◆ **Work order**
Beginning at the line containing "use std::collections::BTreeMap;" in the material below and ending at the line containing "let mut body", return each line exactly and add nothing.

+++ Exercise materials +++

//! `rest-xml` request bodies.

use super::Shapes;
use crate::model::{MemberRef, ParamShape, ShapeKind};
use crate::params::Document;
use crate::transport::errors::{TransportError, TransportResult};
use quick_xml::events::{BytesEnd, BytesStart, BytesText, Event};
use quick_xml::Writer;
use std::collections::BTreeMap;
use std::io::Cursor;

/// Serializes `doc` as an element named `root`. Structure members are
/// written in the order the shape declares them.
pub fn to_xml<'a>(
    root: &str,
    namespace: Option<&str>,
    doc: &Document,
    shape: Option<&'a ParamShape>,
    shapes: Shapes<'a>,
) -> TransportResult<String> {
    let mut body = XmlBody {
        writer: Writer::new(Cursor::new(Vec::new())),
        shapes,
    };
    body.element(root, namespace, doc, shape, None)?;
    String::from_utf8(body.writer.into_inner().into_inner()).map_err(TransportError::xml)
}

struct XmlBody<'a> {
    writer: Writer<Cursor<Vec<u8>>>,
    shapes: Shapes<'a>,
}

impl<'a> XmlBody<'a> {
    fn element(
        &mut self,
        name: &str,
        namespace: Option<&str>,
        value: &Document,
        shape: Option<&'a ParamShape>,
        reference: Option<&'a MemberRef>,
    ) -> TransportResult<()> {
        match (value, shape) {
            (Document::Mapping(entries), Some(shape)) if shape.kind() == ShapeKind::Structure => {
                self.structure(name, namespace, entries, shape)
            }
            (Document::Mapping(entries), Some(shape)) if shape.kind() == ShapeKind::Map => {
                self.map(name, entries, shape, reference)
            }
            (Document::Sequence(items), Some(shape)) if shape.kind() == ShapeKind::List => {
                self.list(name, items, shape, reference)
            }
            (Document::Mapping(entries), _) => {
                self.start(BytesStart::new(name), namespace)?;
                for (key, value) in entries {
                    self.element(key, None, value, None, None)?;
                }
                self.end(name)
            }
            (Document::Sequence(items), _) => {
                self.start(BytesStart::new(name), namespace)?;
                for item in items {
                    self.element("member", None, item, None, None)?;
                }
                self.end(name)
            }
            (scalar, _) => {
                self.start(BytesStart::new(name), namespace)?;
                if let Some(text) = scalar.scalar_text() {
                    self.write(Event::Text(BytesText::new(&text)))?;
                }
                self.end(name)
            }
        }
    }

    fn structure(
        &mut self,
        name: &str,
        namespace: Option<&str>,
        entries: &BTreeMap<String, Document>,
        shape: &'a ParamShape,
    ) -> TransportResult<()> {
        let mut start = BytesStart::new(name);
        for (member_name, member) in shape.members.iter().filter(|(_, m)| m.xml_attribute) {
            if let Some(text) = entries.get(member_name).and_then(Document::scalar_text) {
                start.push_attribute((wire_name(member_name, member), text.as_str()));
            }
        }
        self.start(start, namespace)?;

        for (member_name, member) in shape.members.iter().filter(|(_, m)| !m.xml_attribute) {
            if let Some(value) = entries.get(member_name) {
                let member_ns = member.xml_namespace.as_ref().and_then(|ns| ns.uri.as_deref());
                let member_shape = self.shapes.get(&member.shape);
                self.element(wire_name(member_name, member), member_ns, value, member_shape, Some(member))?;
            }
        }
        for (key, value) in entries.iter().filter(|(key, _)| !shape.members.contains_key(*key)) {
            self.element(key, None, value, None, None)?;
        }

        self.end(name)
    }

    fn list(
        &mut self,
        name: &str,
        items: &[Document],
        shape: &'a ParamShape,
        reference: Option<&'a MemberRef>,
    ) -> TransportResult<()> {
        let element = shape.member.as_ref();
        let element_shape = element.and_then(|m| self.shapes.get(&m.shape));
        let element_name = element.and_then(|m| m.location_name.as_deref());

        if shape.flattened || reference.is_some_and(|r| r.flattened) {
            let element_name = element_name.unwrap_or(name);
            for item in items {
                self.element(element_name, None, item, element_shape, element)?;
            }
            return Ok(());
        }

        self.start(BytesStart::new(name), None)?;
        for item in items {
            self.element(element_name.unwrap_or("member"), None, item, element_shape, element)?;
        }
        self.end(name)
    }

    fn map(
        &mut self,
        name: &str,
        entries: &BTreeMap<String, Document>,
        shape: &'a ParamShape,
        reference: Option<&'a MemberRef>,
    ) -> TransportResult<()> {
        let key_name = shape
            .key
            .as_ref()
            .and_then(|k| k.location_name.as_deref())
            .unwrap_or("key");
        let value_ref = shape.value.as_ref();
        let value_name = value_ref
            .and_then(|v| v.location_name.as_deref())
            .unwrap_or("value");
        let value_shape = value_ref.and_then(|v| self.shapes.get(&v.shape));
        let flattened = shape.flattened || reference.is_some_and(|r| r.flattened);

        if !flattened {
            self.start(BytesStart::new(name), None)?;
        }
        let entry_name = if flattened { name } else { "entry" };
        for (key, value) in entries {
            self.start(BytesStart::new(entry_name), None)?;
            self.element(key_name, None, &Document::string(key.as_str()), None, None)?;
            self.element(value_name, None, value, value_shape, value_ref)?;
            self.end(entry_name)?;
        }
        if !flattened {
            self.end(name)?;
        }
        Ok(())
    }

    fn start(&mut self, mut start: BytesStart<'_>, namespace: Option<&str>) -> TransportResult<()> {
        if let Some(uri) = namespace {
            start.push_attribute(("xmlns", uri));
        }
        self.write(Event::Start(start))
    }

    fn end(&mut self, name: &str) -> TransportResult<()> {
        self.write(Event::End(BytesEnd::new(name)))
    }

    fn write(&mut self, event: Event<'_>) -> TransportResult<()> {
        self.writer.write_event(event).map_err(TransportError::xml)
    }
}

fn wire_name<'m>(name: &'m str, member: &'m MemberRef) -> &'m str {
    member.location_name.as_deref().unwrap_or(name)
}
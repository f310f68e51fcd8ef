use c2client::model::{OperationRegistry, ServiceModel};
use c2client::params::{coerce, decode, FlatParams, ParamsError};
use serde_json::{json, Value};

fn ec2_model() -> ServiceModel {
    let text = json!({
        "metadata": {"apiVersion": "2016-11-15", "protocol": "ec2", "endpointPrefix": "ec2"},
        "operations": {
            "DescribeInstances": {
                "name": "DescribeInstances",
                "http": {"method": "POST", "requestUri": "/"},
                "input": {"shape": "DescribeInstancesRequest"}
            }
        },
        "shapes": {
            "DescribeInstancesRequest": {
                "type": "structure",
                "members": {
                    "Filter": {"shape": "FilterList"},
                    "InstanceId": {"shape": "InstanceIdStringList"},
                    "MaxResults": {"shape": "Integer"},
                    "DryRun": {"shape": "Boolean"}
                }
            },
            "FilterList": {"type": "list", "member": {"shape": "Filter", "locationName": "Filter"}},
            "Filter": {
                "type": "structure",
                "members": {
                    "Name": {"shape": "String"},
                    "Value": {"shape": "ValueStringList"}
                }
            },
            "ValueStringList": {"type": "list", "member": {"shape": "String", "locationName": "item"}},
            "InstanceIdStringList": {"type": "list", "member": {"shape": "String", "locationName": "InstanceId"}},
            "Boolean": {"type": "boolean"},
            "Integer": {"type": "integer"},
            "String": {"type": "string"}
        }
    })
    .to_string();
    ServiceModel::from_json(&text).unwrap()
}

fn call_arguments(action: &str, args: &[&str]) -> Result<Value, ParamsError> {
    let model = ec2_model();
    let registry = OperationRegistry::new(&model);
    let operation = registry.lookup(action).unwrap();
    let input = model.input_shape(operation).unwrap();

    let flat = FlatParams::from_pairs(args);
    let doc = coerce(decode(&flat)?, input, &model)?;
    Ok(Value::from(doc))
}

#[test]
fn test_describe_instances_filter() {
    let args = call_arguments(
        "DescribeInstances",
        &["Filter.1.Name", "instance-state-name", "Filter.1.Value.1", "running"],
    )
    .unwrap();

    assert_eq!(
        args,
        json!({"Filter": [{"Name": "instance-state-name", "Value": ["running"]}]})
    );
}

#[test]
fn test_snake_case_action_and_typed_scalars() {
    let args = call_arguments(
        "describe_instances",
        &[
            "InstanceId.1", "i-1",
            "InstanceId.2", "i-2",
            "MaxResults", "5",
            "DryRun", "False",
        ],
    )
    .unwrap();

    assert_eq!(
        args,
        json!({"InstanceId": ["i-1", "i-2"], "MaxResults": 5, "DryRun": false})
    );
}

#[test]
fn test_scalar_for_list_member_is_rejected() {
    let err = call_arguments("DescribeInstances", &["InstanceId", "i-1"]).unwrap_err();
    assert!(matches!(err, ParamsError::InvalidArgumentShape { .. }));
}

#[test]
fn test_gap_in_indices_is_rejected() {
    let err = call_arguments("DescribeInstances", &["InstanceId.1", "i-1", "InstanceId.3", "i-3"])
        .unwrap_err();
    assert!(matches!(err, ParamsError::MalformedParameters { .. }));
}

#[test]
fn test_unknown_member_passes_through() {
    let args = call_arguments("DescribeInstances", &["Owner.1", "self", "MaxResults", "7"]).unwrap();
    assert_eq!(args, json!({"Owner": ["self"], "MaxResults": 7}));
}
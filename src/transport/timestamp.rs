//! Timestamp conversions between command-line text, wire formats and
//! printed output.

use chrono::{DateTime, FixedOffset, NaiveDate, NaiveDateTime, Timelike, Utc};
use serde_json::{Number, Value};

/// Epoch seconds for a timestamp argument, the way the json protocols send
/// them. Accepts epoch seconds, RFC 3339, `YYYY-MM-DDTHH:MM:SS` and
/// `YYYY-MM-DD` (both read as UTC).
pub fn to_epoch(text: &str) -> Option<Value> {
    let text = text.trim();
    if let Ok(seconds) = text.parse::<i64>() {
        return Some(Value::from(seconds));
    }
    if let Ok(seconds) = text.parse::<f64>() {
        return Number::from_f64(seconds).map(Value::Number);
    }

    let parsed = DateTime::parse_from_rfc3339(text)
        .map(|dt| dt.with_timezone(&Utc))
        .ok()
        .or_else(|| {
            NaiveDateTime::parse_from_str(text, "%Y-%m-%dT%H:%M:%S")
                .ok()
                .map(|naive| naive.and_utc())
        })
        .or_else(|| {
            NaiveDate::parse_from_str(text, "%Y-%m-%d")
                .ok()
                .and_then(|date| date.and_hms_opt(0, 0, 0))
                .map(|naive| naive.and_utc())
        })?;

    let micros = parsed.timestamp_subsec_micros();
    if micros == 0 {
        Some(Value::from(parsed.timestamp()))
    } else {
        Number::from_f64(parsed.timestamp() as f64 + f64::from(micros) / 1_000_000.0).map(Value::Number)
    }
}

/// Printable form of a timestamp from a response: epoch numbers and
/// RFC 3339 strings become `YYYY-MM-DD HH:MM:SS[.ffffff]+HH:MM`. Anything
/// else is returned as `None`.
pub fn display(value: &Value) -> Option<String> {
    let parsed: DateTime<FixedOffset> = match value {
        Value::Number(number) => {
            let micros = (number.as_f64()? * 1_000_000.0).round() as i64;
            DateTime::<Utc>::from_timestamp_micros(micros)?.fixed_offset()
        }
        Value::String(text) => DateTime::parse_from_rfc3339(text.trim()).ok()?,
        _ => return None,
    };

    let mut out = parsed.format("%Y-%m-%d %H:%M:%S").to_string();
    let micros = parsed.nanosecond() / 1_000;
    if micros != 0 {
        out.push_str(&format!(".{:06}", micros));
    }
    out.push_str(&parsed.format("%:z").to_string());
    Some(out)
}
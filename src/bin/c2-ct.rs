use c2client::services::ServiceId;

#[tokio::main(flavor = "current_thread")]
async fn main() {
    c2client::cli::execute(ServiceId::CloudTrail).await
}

+++

◆ **Expected output**
use std::collections::BTreeMap;
use std::io::Cursor;

/// Serializes `doc` as an element named `root`. Structure members are
/// written in the order the shape declares them.
pub fn to_xml<'a>(
    root: &str,
    namespace: Option<&str>,
    doc: &Document,
    shape: Option<&'a ParamShape>,
    shapes: Shapes<'a>,
) -> TransportResult<String> {
    let mut body = XmlBody {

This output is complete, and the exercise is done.